Seventeen graduate students in the team dynamics course from both the Suwanee and Philadelphia campuses completed the online class by supporting the missions of not-for-profit organizations near and far. The course, part of the Master's in Biomedical Sciences curriculum in the Organizational Leadership concentration and the Certificate of Advanced Graduate Studies program, pivoted from an in-person class to a virtual format last year, but didn’t lose its focus on giving back.

Drafting a team charter

At the start of the program, students were placed in teams and tasked to create a team charter that each member would agree to follow. A team charter is a document developed in a group/team setting that clarifies team direction while establishing boundaries. The charter also provides the information needed to reduce the risk of rework, enabling the team to get it right the first time.

Stages of a team

Students were taught early in this course that teams aren't forged overnight. Instead, they go through different stages, known as forming, storming, norming, performing and adjourning. First, the team needs to develop. This is when members start working together. During this stage, there is storming and forming. Storming is when the team enters a situation where they need to work together, but they may not be able to find common ground with the other team members. The norming stage takes place after everyone is more comfortable working with members of their team. Performing happens once all the group members have grown to know each other and can function as an effective unit to pursue their shared goals. Finally, like many teams, after the job, task or project is complete, the adjourning stage is reached, signifying the team's end.

Overcoming team dysfunction

As each team transitioned through the stages, they had to be mindful of the five dysfunctions of a team: trust, conflict, commitment, accountability and results. Trust is the foundation for every team. To build it, there must be vulnerability among the team members. Each group found its own ways to build trust.

Students learned throughout the course that conflict is inevitable, and most importantly, not all conflict is destructive. Every member of the team was encouraged to speak freely and respectfully.

From the first day of the course, class members were committed to learning how to become influential leaders. Thanks to creating the team charter, each team member was held accountable for their assigned roles and responsibilities. Results were measured through the completion of each team's service project, various presentations and individual growth through the course.

Leading teams through conflict

Throughout the team dynamics course, students learned about situations that teams may face.

“It was important to include real-time content affecting teams now in the midst of COVID-19,” adjunct faculty member Emma Reynolds-Middleton said.

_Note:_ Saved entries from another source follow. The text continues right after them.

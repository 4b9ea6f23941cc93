//! Slice-based decoder implementation.
//!
//! Rows decoded here borrow their cells from the slice, so no payload is
//! copied.

use core::iter::FusedIterator;

use alloc::vec::Vec;
use thiserror::Error;

use crate::sans::{
    header::{HEADER_SIZE, RecordHeader, RecordHeaderError},
    row::Row,
};

/// Errors occurring while decoding from a slice.
#[derive(Debug, Error, PartialEq, Eq)]
pub enum Error {
    /// A record extends past the end of the slice.
    #[error("Record at byte {at} needs {needed} bytes, but only {available} remain.")]
    TruncatedRecord {
        at: usize,
        needed: u64,
        available: usize,
    },
    /// The stream ends partway through its final record.
    #[error("Stream of {len} bytes ends partway through record {index} (at byte {at}).")]
    TruncatedStream { index: usize, at: usize, len: usize },
    /// A record declares an empty row.
    #[error("Record at byte {at} declares an empty row.")]
    EmptyRow { at: usize },
}

/// Decode the record starting at byte `at` of a slice.
///
/// Returns the row, borrowing its cells from `r`, and the offset of the byte
/// following the record.
pub fn decode_row(r: &[u8], at: usize) -> Result<(Row<&[u8]>, usize), Error> {
    let available = r.len().saturating_sub(at);
    let truncated = |needed| Error::TruncatedRecord {
        at,
        needed,
        available,
    };

    let mut i = at;

    let header = take(r, &mut i).ok_or(truncated(HEADER_SIZE as u64))?;

    let state = RecordHeader.advance(header).map_err(|err| match err {
        RecordHeaderError::EmptyRow => Error::EmptyRow { at },
    })?;

    let needed = (HEADER_SIZE as u64).saturating_add(state.byte_length());

    let data = usize::try_from(state.byte_length())
        .ok()
        .and_then(|n| r.get(i..i.checked_add(n)?))
        .ok_or(truncated(needed))?;

    let (row, _) = state.advance(data).map_err(|_| truncated(needed))?;

    Ok((row, i + data.len()))
}

/// Lazily decode the records of a slice, in order.
///
/// The iterator ends after the last record, or after yielding the first
/// error.
pub fn rows(r: &[u8]) -> Rows<'_> {
    Rows {
        r,
        i: 0,
        index: 0,
        done: false,
    }
}

/// Decode every record of a slice, in order.
///
/// This method is also re-exported as `ecaview::avec::decode_slice`.
pub fn decode(r: &[u8]) -> Result<Vec<Row<&[u8]>>, Error> {
    let rows = rows(r).collect::<Result<Vec<_>, _>>()?;

    debug!(rows = rows.len(), bytes = r.len(), "decoded stream from slice");

    Ok(rows)
}

/// Iterator over the records of a slice. See [`rows`].
#[derive(Debug, Clone)]
pub struct Rows<'a> {
    r: &'a [u8],
    i: usize,
    index: usize,
    done: bool,
}

impl<'a> Iterator for Rows<'a> {
    type Item = Result<Row<&'a [u8]>, Error>;

    fn next(&mut self) -> Option<Self::Item> {
        if self.done || self.i >= self.r.len() {
            return None;
        }

        match decode_row(self.r, self.i) {
            Ok((row, next)) => {
                trace!(
                    index = self.index,
                    offset = row.offset(),
                    byte_length = row.byte_length(),
                    "decoded record"
                );

                self.i = next;
                self.index += 1;

                Some(Ok(row))
            }
            Err(err) => {
                self.done = true;

                Some(Err(match err {
                    Error::TruncatedRecord { at, .. } => Error::TruncatedStream {
                        index: self.index,
                        at,
                        len: self.r.len(),
                    },
                    err => err,
                }))
            }
        }
    }
}

impl FusedIterator for Rows<'_> {}

/// Take an exact number of bytes from an offset in a slice, advancing the offset.
fn take<const N: usize>(r: &[u8], i: &mut usize) -> Option<[u8; N]> {
    let s = *i;
    *i = s.checked_add(N)?;

    r.get(s..*i)?.try_into().ok()
}

#[cfg(test)]
mod tests {
    use alloc::vec;

    use super::*;

    fn record(offset: i64, data: &[u8]) -> Vec<u8> {
        let mut r = Vec::new();
        r.extend_from_slice(&offset.to_be_bytes());
        r.extend_from_slice(&(data.len() as u64).to_be_bytes());
        r.extend_from_slice(data);
        r
    }

    #[test]
    fn decode_row_at_offset() {
        let mut r = record(5, &[0xAA]);
        r.extend(record(-9, &[0x0F, 0xF0, 0x01]));

        let (row, next) = decode_row(&r, 17).unwrap();
        assert_eq!(row.offset(), -9);
        assert_eq!(row.data(), &[0x0F, 0xF0, 0x01]);
        assert_eq!(next, 17 + 16 + 3);
        assert_eq!(next, r.len());
    }

    #[test]
    fn decode_row_borrows_payload() {
        let r = record(0, &[1, 2, 3]);
        let (row, _) = decode_row(&r, 0).unwrap();
        assert!(core::ptr::eq(row.data().as_ptr(), r[16..].as_ptr()));
    }

    #[test]
    fn truncated_header() {
        let r = record(1, &[0xFF]);
        assert_eq!(
            decode_row(&r[..10], 0).unwrap_err(),
            Error::TruncatedRecord {
                at: 0,
                needed: 16,
                available: 10
            }
        );
        assert_eq!(
            decode_row(&r, 100).unwrap_err(),
            Error::TruncatedRecord {
                at: 100,
                needed: 16,
                available: 0
            }
        );
    }

    #[test]
    fn truncated_payload() {
        let r = record(1, &[0xFF, 0x00, 0xFF]);
        assert_eq!(
            decode_row(&r[..18], 0).unwrap_err(),
            Error::TruncatedRecord {
                at: 0,
                needed: 19,
                available: 18
            }
        );
    }

    #[test]
    fn oversized_length_is_truncation() {
        let mut r = vec![0; 8];
        r.extend_from_slice(&u64::MAX.to_be_bytes());
        r.push(0xFF);
        assert!(matches!(
            decode_row(&r, 0),
            Err(Error::TruncatedRecord {
                needed: u64::MAX,
                available: 17,
                ..
            })
        ));
    }

    #[test]
    fn empty_row() {
        let r = record(3, &[]);
        assert_eq!(decode_row(&r, 0).unwrap_err(), Error::EmptyRow { at: 0 });
    }

    #[test]
    fn decode_empty_stream() {
        assert!(decode(&[]).unwrap().is_empty());
    }

    #[test]
    fn decode_stream_in_order() {
        let mut r = record(0, &[0x80]);
        r.extend(record(-1, &[0xC0]));
        r.extend(record(-2, &[0xA0, 0x00]));

        let rows = decode(&r).unwrap();
        let offsets: Vec<_> = rows.iter().map(|row| row.offset()).collect();
        assert_eq!(offsets, [0, -1, -2]);
        assert_eq!(rows[2].data(), &[0xA0, 0x00]);
    }

    #[test]
    fn partial_trailing_record() {
        let mut r = record(0, &[0x80]);
        let first = r.len();
        r.extend(record(-1, &[0xC0, 0x00]));
        r.pop();

        assert_eq!(
            decode(&r).unwrap_err(),
            Error::TruncatedStream {
                index: 1,
                at: first,
                len: r.len()
            }
        );
    }

    #[test]
    fn rows_stop_after_error() {
        let mut r = record(0, &[]);
        r.extend(record(1, &[0x01]));

        let mut it = rows(&r);
        assert_eq!(it.next(), Some(Err(Error::EmptyRow { at: 0 })));
        assert_eq!(it.next(), None);
    }
}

One challenge for the students was dealing with remote teams, something they have experienced over the past year during the pandemic. Teams learned to deal with technological difficulties, scheduling challenges, and connecting with peers through video conferencing and chat rooms when they knew each another only slightly.

Throughout the course, students were taught how to apply strategies to overcome conflicts, break down communication barriers, and respect multigenerational differences on teams. By repeatedly working in small teams throughout the semester, students received experience leading remote teams. They also evolved as contributors on highly functional teams.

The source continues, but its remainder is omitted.